Ciudad de México.- Autoridades españolas autorizaron la extradición a México del empresario Alonso Ancira Elizondo, un año después de su captura. El coahuilense es investigado por supuestos delitos de corrupción relacionados con el caso Odebrecht.

De acuerdo con fuentes anónimas citadas por los periódicos Milenio y La Jornada, la decisión fue tomada por la Audiencia Nacional de España, quien tras pagar un millón de euros de fianza, se encuentra en libertad.

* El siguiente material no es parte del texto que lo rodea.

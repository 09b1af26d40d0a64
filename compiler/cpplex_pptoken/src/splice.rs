//! Second stage: line splicing, universal-character-names, and UTF-8
//! sequence packing.
//!
//! After this phase every downstream symbol is one logical character:
//! a backslash-newline pair is gone, `\uXXXX` and `\UXXXXXXXX` are
//! condensed to the named code point, and a multi-byte UTF-8 sequence
//! travels as a single packed symbol whose value is its bytes in
//! big-endian order (`é` is the symbol `0xC3A9`). Packing the encoded
//! bytes rather than the code point keeps single-byte characters equal
//! to themselves and lets the Annex E identifier ranges be expressed as
//! plain symbol ranges.
//!
//! `/*` also collapses here, into the out-of-band comment-begin marker,
//! so the comment phase can treat the opener as a single symbol that no
//! string or character literal body ever contains by accident.

use cpplex_regex::rule::{any_char, chseq, chset, ranges, sym};
use cpplex_regex::symbol::{pack_utf8, COMMENT_BEGIN, END_OF_FILE};
use cpplex_regex::Symbol;

use crate::error::LexError;
use crate::machine::{Lexeme, PhaseChar, TokenizerMachine};
use crate::stream::SymbolSink;
use crate::tables::hexquad_rule;

#[derive(Debug, Clone, Copy, PartialEq, Eq)]
enum SpliceToken {
    EscapedLineBreak,
    UniversalCharacterTuple,
    Utf8Sequence,
    CommentStart,
    PlainCharacter,
}

pub(crate) struct Splice<S> {
    machine: TokenizerMachine<SpliceToken>,
    next: S,
}

impl<S: SymbolSink> Splice<S> {
    pub fn new(next: S) -> Splice<S> {
        let trail = || ranges(&[(0x80, 0xBF)]);
        let rules = [
            (SpliceToken::EscapedLineBreak, chseq("\\\n")),
            (
                SpliceToken::UniversalCharacterTuple,
                chset("\\")
                    >> ((chseq("u") >> hexquad_rule())
                        | (chseq("U") >> hexquad_rule() >> hexquad_rule())),
            ),
            (
                SpliceToken::Utf8Sequence,
                (ranges(&[(0xF0, 0xF7)]) >> trail() >> trail() >> trail())
                    | (ranges(&[(0xE0, 0xEF)]) >> trail() >> trail())
                    | (ranges(&[(0xC0, 0xDF)]) >> trail()),
            ),
            (SpliceToken::CommentStart, chseq("/*")),
            (SpliceToken::PlainCharacter, any_char() | sym(END_OF_FILE)),
        ];
        Splice {
            machine: TokenizerMachine::new(&rules.map(|(kind, rule)| (rule, kind))),
            next,
        }
    }

    pub fn next_mut(&mut self) -> &mut S {
        &mut self.next
    }

    pub fn into_next(self) -> S {
        self.next
    }

    fn link(&mut self, lexeme: &Lexeme<SpliceToken>) -> Result<(), LexError> {
        match lexeme.kind {
            SpliceToken::EscapedLineBreak => Ok(()),
            SpliceToken::UniversalCharacterTuple => {
                let bytes = lexeme.bytes();
                let mut cp: u32 = 0;
                for &b in &bytes[2..] {
                    cp = (cp << 4) + u32::from(hex_value(b));
                }
                match char::from_u32(cp) {
                    Some(c) => {
                        let mut buf = [0u8; 4];
                        let encoded = c.encode_utf8(&mut buf).as_bytes();
                        self.next.push(pack_utf8(cp), encoded)
                    }
                    // Surrogates and out-of-range names are left for a
                    // later stage to reject in context.
                    None => self.replay(lexeme),
                }
            }
            SpliceToken::Utf8Sequence => {
                let mut packed: Symbol = 0;
                let bytes = lexeme.bytes();
                for &b in &bytes {
                    packed = (packed << 8) | u32::from(b);
                }
                self.next.push(packed, &bytes)
            }
            SpliceToken::CommentStart => self.next.push(COMMENT_BEGIN, b"/*"),
            SpliceToken::PlainCharacter => self.replay(lexeme),
        }
    }

    fn replay(&mut self, lexeme: &Lexeme<SpliceToken>) -> Result<(), LexError> {
        for c in &lexeme.chars {
            self.next.push(c.sym, &c.text)?;
        }
        Ok(())
    }
}

impl<S: SymbolSink> SymbolSink for Splice<S> {
    fn push(&mut self, sym: Symbol, text: &[u8]) -> Result<(), LexError> {
        for lexeme in self.machine.process(PhaseChar::new(sym, text))? {
            self.link(&lexeme)?;
        }
        Ok(())
    }
}

fn hex_value(b: u8) -> u8 {
    match b {
        b'0'..=b'9' => b - b'0',
        b'a'..=b'f' => b - b'a' + 10,
        b'A'..=b'F' => b - b'A' + 10,
        _ => 0,
    }
}

#[cfg(test)]
mod tests;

La Jornada informó que aún faltan diversos trámites judiciales para que la extradición sea concretada y el empresario también puede presentar un recurso de amparo.

Anciara Elizondo fue detenido el 28 de mayo de 2019 en el aeropuerto español de Palma, en Mallorca. Se negó entonces a ser extraditado, y pidió su libertad. La operación estuvo a cargo de la Organización Internacional de Policía Criminal (Interpol, por sus siglas en inglés) a petición de la Fiscalía General de la República (FGR).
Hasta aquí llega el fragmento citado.